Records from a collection
◆ ◆ ◆

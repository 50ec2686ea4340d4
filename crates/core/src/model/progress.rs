use serde::{Deserialize, Serialize};
use std::collections::BTreeMap;

/// Completion flags keyed by 0-based step index.
///
/// Absent entries mean "not completed". Entries at or beyond the current
/// guide length are kept as-is but never counted.
#[derive(Debug, Clone, Default, PartialEq, Eq, Serialize, Deserialize)]
#[serde(transparent)]
pub struct ProgressMap(BTreeMap<usize, bool>);

impl ProgressMap {
    #[must_use]
    pub fn new() -> Self {
        Self::default()
    }

    /// A map with every index in `0..total` marked complete.
    #[must_use]
    pub fn all_checked(total: usize) -> Self {
        (0..total).map(|idx| (idx, true)).collect()
    }

    #[must_use]
    pub fn is_checked(&self, index: usize) -> bool {
        self.0.get(&index).copied().unwrap_or(false)
    }

    /// Flip the flag at `index` and return the new value.
    pub fn toggle(&mut self, index: usize) -> bool {
        let next = !self.is_checked(index);
        self.0.insert(index, next);
        next
    }

    pub fn clear(&mut self) {
        self.0.clear();
    }

    /// Number of `true` flags among indices `0..total`.
    #[must_use]
    pub fn completed_count(&self, total: usize) -> usize {
        self.0.range(..total).filter(|(_, done)| **done).count()
    }

    #[must_use]
    pub fn is_empty(&self) -> bool {
        self.0.is_empty()
    }

    pub fn iter(&self) -> impl Iterator<Item = (usize, bool)> + '_ {
        self.0.iter().map(|(idx, done)| (*idx, *done))
    }
}

impl FromIterator<(usize, bool)> for ProgressMap {
    fn from_iter<I: IntoIterator<Item = (usize, bool)>>(iter: I) -> Self {
        Self(iter.into_iter().collect())
    }
}
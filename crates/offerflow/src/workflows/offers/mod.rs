//! Offer letter reconciliation.
//!
//! A [`ParsedOfferRecord`] produced by the extraction collaborator is merged into the
//! student, application and task collections by [`OfferLedger::reconcile`]. Students
//! and applications are found or created by their dedup keys, offer fields are merged
//! last-write-wins, and follow-up tasks are derived by idempotent rules.

mod classify;
mod clock;
pub mod domain;
pub mod extraction;
mod ids;
pub mod query;
mod reconcile;
pub mod router;
pub(crate) mod rules;
pub mod service;
pub mod store;

#[cfg(test)]
mod tests;

pub use classify::{classify_offer_status, classify_offer_type};
pub use clock::{Clock, FixedClock, SystemClock};
pub use domain::{
    Application, ApplicationId, OfferStatus, OfferType, Student, StudentId, Task, TaskId,
    TaskStatus,
};
pub use extraction::{
    decode_extraction_response, ExtractionError, OfferDocument, OfferExtractor, ParsedOfferRecord,
};
pub use ids::generate_id;
pub use query::{applications_for_student, tasks_for_application};
pub use reconcile::{
    IncompleteDataError, ReconciliationKind, AUTO_CREATED_NOTE, DEFAULT_PROGRAM,
    UNASSIGNED_CONSULTANT,
};
pub use router::offer_router;
pub use rules::{
    condition_task_description, deposit_task_description, CONDITIONAL_OFFER_TAG,
    CONDITION_TASK_PREFIX, DEPOSIT_TASK_MARKER,
};
pub use service::{IngestError, OfferLedger, ReconciliationOutcome};
pub use store::{
    EntityStore, FileKeyValueStore, KeyValueStore, MemoryKeyValueStore, StoreError,
    APPLICATIONS_KEY, STUDENTS_KEY, TASKS_KEY,
};
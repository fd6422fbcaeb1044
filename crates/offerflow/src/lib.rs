//! Offer letter reconciliation for admissions consultants.
//!
//! Parsed offer letters are merged into persisted student, application and task
//! collections by [`workflows::offers::OfferLedger`]. The configuration, telemetry and
//! error modules carry the process-level plumbing shared by the service binary.

pub mod config;
pub mod error;
pub mod telemetry;
pub mod workflows;
use metrics_exporter_prometheus::PrometheusHandle;
use offerflow::config::AppConfig;
use offerflow::error::AppError;
use offerflow::workflows::offers::{FileKeyValueStore, OfferLedger, TaskStatus};
use std::path::PathBuf;
use std::sync::atomic::AtomicBool;
use std::sync::Arc;

#[derive(Clone)]
pub(crate) struct AppState {
    pub(crate) readiness: Arc<AtomicBool>,
    pub(crate) metrics: Arc<PrometheusHandle>,
}

/// Configured data directory, with the command line taking precedence.
pub(crate) fn resolve_data_dir(data_dir: Option<PathBuf>) -> Result<PathBuf, AppError> {
    match data_dir {
        Some(dir) => Ok(dir),
        None => Ok(AppConfig::load()?.storage.data_dir),
    }
}

pub(crate) fn open_ledger(
    data_dir: Option<PathBuf>,
) -> Result<OfferLedger<FileKeyValueStore>, AppError> {
    let data_dir = resolve_data_dir(data_dir)?;
    let store = FileKeyValueStore::open(data_dir)?;
    Ok(OfferLedger::new(Arc::new(store)))
}

pub(crate) fn parse_task_status(raw: &str) -> Result<TaskStatus, String> {
    TaskStatus::parse(raw).ok_or_else(|| format!("unknown task status '{raw}' (pending|done)"))
}
use uuid::Uuid;

use super::domain::{ApplicationId, StudentId, TaskId};

const TOKEN_LEN: usize = 12;

/// Returns `<prefix>-<12 hex chars>`. The prefix keeps identifiers apart from
/// free-text values such as names or program titles.
pub fn generate_id(prefix: &str) -> String {
    let token = Uuid::new_v4().simple().to_string();
    format!("{prefix}-{}", &token[..TOKEN_LEN])
}

pub(crate) fn next_student_id() -> StudentId {
    StudentId(generate_id("stu"))
}

pub(crate) fn next_application_id() -> ApplicationId {
    ApplicationId(generate_id("app"))
}

pub(crate) fn next_task_id() -> TaskId {
    TaskId(generate_id("task"))
}
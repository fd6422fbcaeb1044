use crate::infra::AppState;
use axum::http::{header, StatusCode};
use axum::response::IntoResponse;
use axum::Extension;
use axum::Json;
use offerflow::workflows::offers::{offer_router, Clock, KeyValueStore, OfferLedger};
use serde_json::json;
use std::sync::Arc;

pub(crate) fn with_service_routes<K, C>(ledger: Arc<OfferLedger<K, C>>) -> axum::Router
where
    K: KeyValueStore + 'static,
    C: Clock + 'static,
{
    offer_router(ledger)
        .route("/health", axum::routing::get(healthcheck))
        .route("/ready", axum::routing::get(readiness_endpoint))
        .route("/metrics", axum::routing::get(metrics_endpoint))
}

pub(crate) async fn healthcheck() -> Json<serde_json::Value> {
    Json(json!({ "status": "ok" }))
}

pub(crate) async fn readiness_endpoint(Extension(state): Extension<AppState>) -> impl IntoResponse {
    let ready = state.readiness.load(std::sync::atomic::Ordering::Relaxed);
    let status = if ready {
        StatusCode::OK
    } else {
        StatusCode::SERVICE_UNAVAILABLE
    };

    let payload = if ready {
        json!({ "status": "ready" })
    } else {
        json!({ "status": "initializing" })
    };

    (status, Json(payload))
}

pub(crate) async fn metrics_endpoint(Extension(state): Extension<AppState>) -> impl IntoResponse {
    (
        StatusCode::OK,
        [(header::CONTENT_TYPE, "text/plain; version=0.0.4")],
        state.metrics.render(),
    )
}
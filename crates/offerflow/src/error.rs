use crate::config::ConfigError;
use crate::telemetry::TelemetryError;
use crate::workflows::offers::{ExtractionError, IngestError, StoreError};
use axum::http::StatusCode;
use axum::response::{IntoResponse, Response};
use axum::Json;
use serde_json::json;
use std::fmt;

#[derive(Debug)]
pub enum AppError {
    Config(ConfigError),
    Telemetry(TelemetryError),
    Io(std::io::Error),
    Server(axum::Error),
    Store(StoreError),
    Extraction(ExtractionError),
    IncompleteOffer(String),
}

impl fmt::Display for AppError {
    fn fmt(&self, f: &mut fmt::Formatter<'_>) -> fmt::Result {
        match self {
            AppError::Config(err) => write!(f, "configuration error: {}", err),
            AppError::Telemetry(err) => write!(f, "telemetry error: {}", err),
            AppError::Io(err) => write!(f, "io error: {}", err),
            AppError::Server(err) => write!(f, "server error: {}", err),
            AppError::Store(err) => write!(f, "storage error: {}", err),
            AppError::Extraction(err) => write!(f, "extraction error: {}", err),
            AppError::IncompleteOffer(message) => write!(f, "offer not recorded: {}", message),
        }
    }
}

impl std::error::Error for AppError {
    fn source(&self) -> Option<&(dyn std::error::Error + 'static)> {
        match self {
            AppError::Config(err) => Some(err),
            AppError::Telemetry(err) => Some(err),
            AppError::Io(err) => Some(err),
            AppError::Server(err) => Some(err),
            AppError::Store(err) => Some(err),
            AppError::Extraction(err) => Some(err),
            AppError::IncompleteOffer(_) => None,
        }
    }
}

impl IntoResponse for AppError {
    fn into_response(self) -> Response {
        let status = match self {
            AppError::Extraction(_) => StatusCode::BAD_GATEWAY,
            AppError::IncompleteOffer(_) => StatusCode::UNPROCESSABLE_ENTITY,
            AppError::Config(_)
            | AppError::Telemetry(_)
            | AppError::Io(_)
            | AppError::Server(_)
            | AppError::Store(_) => StatusCode::INTERNAL_SERVER_ERROR,
        };

        let body = Json(json!({ "error": self.to_string() }));
        (status, body).into_response()
    }
}

impl From<ConfigError> for AppError {
    fn from(value: ConfigError) -> Self {
        Self::Config(value)
    }
}

impl From<TelemetryError> for AppError {
    fn from(value: TelemetryError) -> Self {
        Self::Telemetry(value)
    }
}

impl From<std::io::Error> for AppError {
    fn from(value: std::io::Error) -> Self {
        Self::Io(value)
    }
}

impl From<axum::Error> for AppError {
    fn from(value: axum::Error) -> Self {
        Self::Server(value)
    }
}

impl From<StoreError> for AppError {
    fn from(value: StoreError) -> Self {
        Self::Store(value)
    }
}

impl From<ExtractionError> for AppError {
    fn from(value: ExtractionError) -> Self {
        Self::Extraction(value)
    }
}

impl From<IngestError> for AppError {
    fn from(value: IngestError) -> Self {
        match value {
            IngestError::Extraction(err) => Self::Extraction(err),
            IngestError::Store(err) => Self::Store(err),
        }
    }
}
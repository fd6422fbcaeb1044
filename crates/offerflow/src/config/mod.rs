use std::env;
use std::fmt;
use std::net::{IpAddr, SocketAddr};
use std::path::PathBuf;

/// Distinguishes runtime behavior for different stages of the service.
#[derive(Debug, Clone, Copy, PartialEq, Eq)]
pub enum AppEnvironment {
    Development,
    Test,
    Production,
}

impl AppEnvironment {
    fn from_str(value: &str) -> Self {
        match value.trim().to_ascii_lowercase().as_str() {
            "prod" | "production" => Self::Production,
            "test" | "ci" => Self::Test,
            _ => Self::Development,
        }
    }
}

/// Top-level configuration for the application.
#[derive(Debug, Clone)]
pub struct AppConfig {
    pub environment: AppEnvironment,
    pub server: ServerConfig,
    pub telemetry: TelemetryConfig,
    pub storage: StorageConfig,
}

impl AppConfig {
    pub fn load() -> Result<Self, ConfigError> {
        dotenvy::dotenv().ok();

        let environment = AppEnvironment::from_str(
            &env::var("APP_ENV").unwrap_or_else(|_| "development".to_string()),
        );

        let host = env::var("APP_HOST").unwrap_or_else(|_| "127.0.0.1".to_string());
        let port = env::var("APP_PORT")
            .unwrap_or_else(|_| "3000".to_string())
            .parse::<u16>()
            .map_err(|_| ConfigError::InvalidPort)?;

        let log_level = env::var("APP_LOG_LEVEL").unwrap_or_else(|_| "info".to_string());

        let data_dir = match env::var("OFFERFLOW_DATA_DIR") {
            Ok(value) if value.trim().is_empty() => return Err(ConfigError::EmptyDataDir),
            Ok(value) => PathBuf::from(value.trim()),
            Err(_) => PathBuf::from("data"),
        };

        Ok(Self {
            environment,
            server: ServerConfig { host, port },
            telemetry: TelemetryConfig { log_level },
            storage: StorageConfig { data_dir },
        })
    }
}

/// Settings controlling the HTTP server binding.
#[derive(Debug, Clone)]
pub struct ServerConfig {
    pub host: String,
    pub port: u16,
}

impl ServerConfig {
    pub fn socket_addr(&self) -> Result<SocketAddr, ConfigError> {
        if self.host.eq_ignore_ascii_case("localhost") {
            return Ok(SocketAddr::new(IpAddr::from([127, 0, 0, 1]), self.port));
        }

        let ip: IpAddr = self
            .host
            .parse()
            .map_err(|source| ConfigError::InvalidHost { source })?;

        Ok(SocketAddr::new(ip, self.port))
    }
}

/// Tracing controls.
#[derive(Debug, Clone)]
pub struct TelemetryConfig {
    pub log_level: String,
}

/// Location of the persisted student, application and task collections.
#[derive(Debug, Clone)]
pub struct StorageConfig {
    pub data_dir: PathBuf,
}

#[derive(Debug)]
pub enum ConfigError {
    InvalidPort,
    InvalidHost { source: std::net::AddrParseError },
    EmptyDataDir,
}

impl fmt::Display for ConfigError {
    fn fmt(&self, f: &mut fmt::Formatter<'_>) -> fmt::Result {
        match self {
            ConfigError::InvalidPort => write!(f, "APP_PORT must be a valid u16"),
            ConfigError::InvalidHost { .. } => {
                write!(f, "APP_HOST must parse to an IPv4 or IPv6 address")
            }
            ConfigError::EmptyDataDir => {
                write!(f, "OFFERFLOW_DATA_DIR must not be empty when set")
            }
        }
    }
}

impl std::error::Error for ConfigError {
    fn source(&self) -> Option<&(dyn std::error::Error + 'static)> {
        match self {
            ConfigError::InvalidPort | ConfigError::EmptyDataDir => None,
            ConfigError::InvalidHost { source } => Some(source),
        }
    }
}
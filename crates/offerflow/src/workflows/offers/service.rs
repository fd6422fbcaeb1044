use std::sync::{Arc, Mutex, MutexGuard, PoisonError};

use serde::{Deserialize, Serialize};
use tracing::{info, warn};

use super::clock::{Clock, SystemClock};
use super::domain::{Application, ApplicationId, Student, StudentId, Task, TaskId, TaskStatus};
use super::extraction::{ExtractionError, OfferDocument, OfferExtractor, ParsedOfferRecord};
use super::query;
use super::reconcile::{reconcile_into, validate, LedgerSnapshot, ReconciliationKind};
use super::store::{Applications, EntityStore, KeyValueStore, StoreError, Students, Tasks};

/// User-facing result of one reconciliation.
#[derive(Debug, Clone, PartialEq, Eq, Serialize, Deserialize)]
pub struct ReconciliationOutcome {
    pub success: bool,
    pub message: String,
    /// Empty when the offer could not be reconciled.
    pub student_id: StudentId,
    #[serde(default, skip_serializing_if = "Option::is_none")]
    pub application_id: Option<ApplicationId>,
    #[serde(default, skip_serializing_if = "Option::is_none")]
    pub kind: Option<ReconciliationKind>,
    #[serde(default)]
    pub tasks_created: usize,
}

impl ReconciliationOutcome {
    fn rejected(message: String) -> Self {
        Self {
            success: false,
            message,
            student_id: StudentId(String::new()),
            application_id: None,
            kind: None,
            tasks_created: 0,
        }
    }
}

/// Ledger of students, applications and tasks backed by an injected key-value store.
///
/// Mutations are load-modify-save sequences over whole collections. They are serialised
/// per ledger, so concurrent requests sharing one ledger never lose each other's writes.
/// Separate ledgers or processes over the same substrate are not coordinated.
pub struct OfferLedger<K, C = SystemClock> {
    store: EntityStore<K>,
    clock: C,
    write_lock: Mutex<()>,
}

impl<K: KeyValueStore> OfferLedger<K> {
    pub fn new(kv: Arc<K>) -> Self {
        Self::with_clock(kv, SystemClock)
    }
}

impl<K, C> OfferLedger<K, C>
where
    K: KeyValueStore,
    C: Clock,
{
    pub fn with_clock(kv: Arc<K>, clock: C) -> Self {
        Self {
            store: EntityStore::new(kv),
            clock,
            write_lock: Mutex::new(()),
        }
    }

    pub fn store(&self) -> &EntityStore<K> {
        &self.store
    }

    /// Merge a parsed offer into the ledger.
    ///
    /// Missing identifying fields produce an unsuccessful outcome without touching
    /// the store. Store failures are returned as errors.
    pub fn reconcile(
        &self,
        parsed: &ParsedOfferRecord,
    ) -> Result<ReconciliationOutcome, StoreError> {
        let key = match validate(parsed) {
            Ok(key) => key,
            Err(error) => {
                warn!(%error, "rejected incomplete offer");
                return Ok(ReconciliationOutcome::rejected(error.to_string()));
            }
        };

        let _guard = self.lock_writes();
        let mut snapshot = self.load_snapshot()?;
        let reconciled = reconcile_into(&mut snapshot, parsed, key, self.clock.now());

        self.store.save_all::<Students>(&snapshot.students)?;
        self.store.save_all::<Applications>(&snapshot.applications)?;
        self.store.save_all::<Tasks>(&snapshot.tasks)?;

        info!(
            kind = ?reconciled.kind,
            student_id = %reconciled.student_id,
            application_id = %reconciled.application_id,
            tasks_created = reconciled.tasks_created,
            "offer reconciled"
        );

        Ok(ReconciliationOutcome {
            success: true,
            message: reconciled.kind.message().to_string(),
            student_id: reconciled.student_id,
            application_id: Some(reconciled.application_id),
            kind: Some(reconciled.kind),
            tasks_created: reconciled.tasks_created,
        })
    }

    /// Extract a document and reconcile the result. Extraction errors pass through untouched.
    ///
    /// This is the entry point for callers holding an uploaded letter and an
    /// [`OfferExtractor`] implementation. Callers that already hold the extractor's JSON
    /// decode it with [`decode_extraction_response`] and call [`OfferLedger::reconcile`].
    ///
    /// [`decode_extraction_response`]: super::extraction::decode_extraction_response
    pub fn ingest_document<E>(
        &self,
        extractor: &E,
        document: &OfferDocument,
    ) -> Result<ReconciliationOutcome, IngestError>
    where
        E: OfferExtractor + ?Sized,
    {
        let parsed = extractor.extract(document)?;
        Ok(self.reconcile(&parsed)?)
    }

    /// Set a task's status. Unknown ids are ignored and nothing is written.
    pub fn update_task_status(
        &self,
        task_id: &TaskId,
        status: TaskStatus,
    ) -> Result<bool, StoreError> {
        let _guard = self.lock_writes();
        let mut tasks = self.store.tasks()?;
        let Some(task) = tasks.iter_mut().find(|task| &task.task_id == task_id) else {
            return Ok(false);
        };

        task.status = status;
        self.store.save_all::<Tasks>(&tasks)?;
        Ok(true)
    }

    pub fn students(&self) -> Result<Vec<Student>, StoreError> {
        self.store.students()
    }

    pub fn applications(&self) -> Result<Vec<Application>, StoreError> {
        self.store.applications()
    }

    pub fn tasks(&self) -> Result<Vec<Task>, StoreError> {
        self.store.tasks()
    }

    pub fn applications_for_student(
        &self,
        student_id: &StudentId,
    ) -> Result<Vec<Application>, StoreError> {
        Ok(query::applications_for_student(
            &self.store.applications()?,
            student_id,
        ))
    }

    pub fn tasks_for_application(
        &self,
        application_id: &ApplicationId,
    ) -> Result<Vec<Task>, StoreError> {
        Ok(query::tasks_for_application(
            &self.store.tasks()?,
            application_id,
        ))
    }

    // the guard protects no data, so a poisoned lock is still usable
    fn lock_writes(&self) -> MutexGuard<'_, ()> {
        self.write_lock
            .lock()
            .unwrap_or_else(PoisonError::into_inner)
    }

    fn load_snapshot(&self) -> Result<LedgerSnapshot, StoreError> {
        Ok(LedgerSnapshot {
            students: self.store.students()?,
            applications: self.store.applications()?,
            tasks: self.store.tasks()?,
        })
    }
}

/// Error raised by [`OfferLedger::ingest_document`].
#[derive(Debug, thiserror::Error)]
pub enum IngestError {
    #[error(transparent)]
    Extraction(#[from] ExtractionError),
    #[error(transparent)]
    Store(#[from] StoreError),
}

◆ ◆ ◆

Once you have checked the entries above, say how many lines include the word "Option", and nothing beyond the number.

8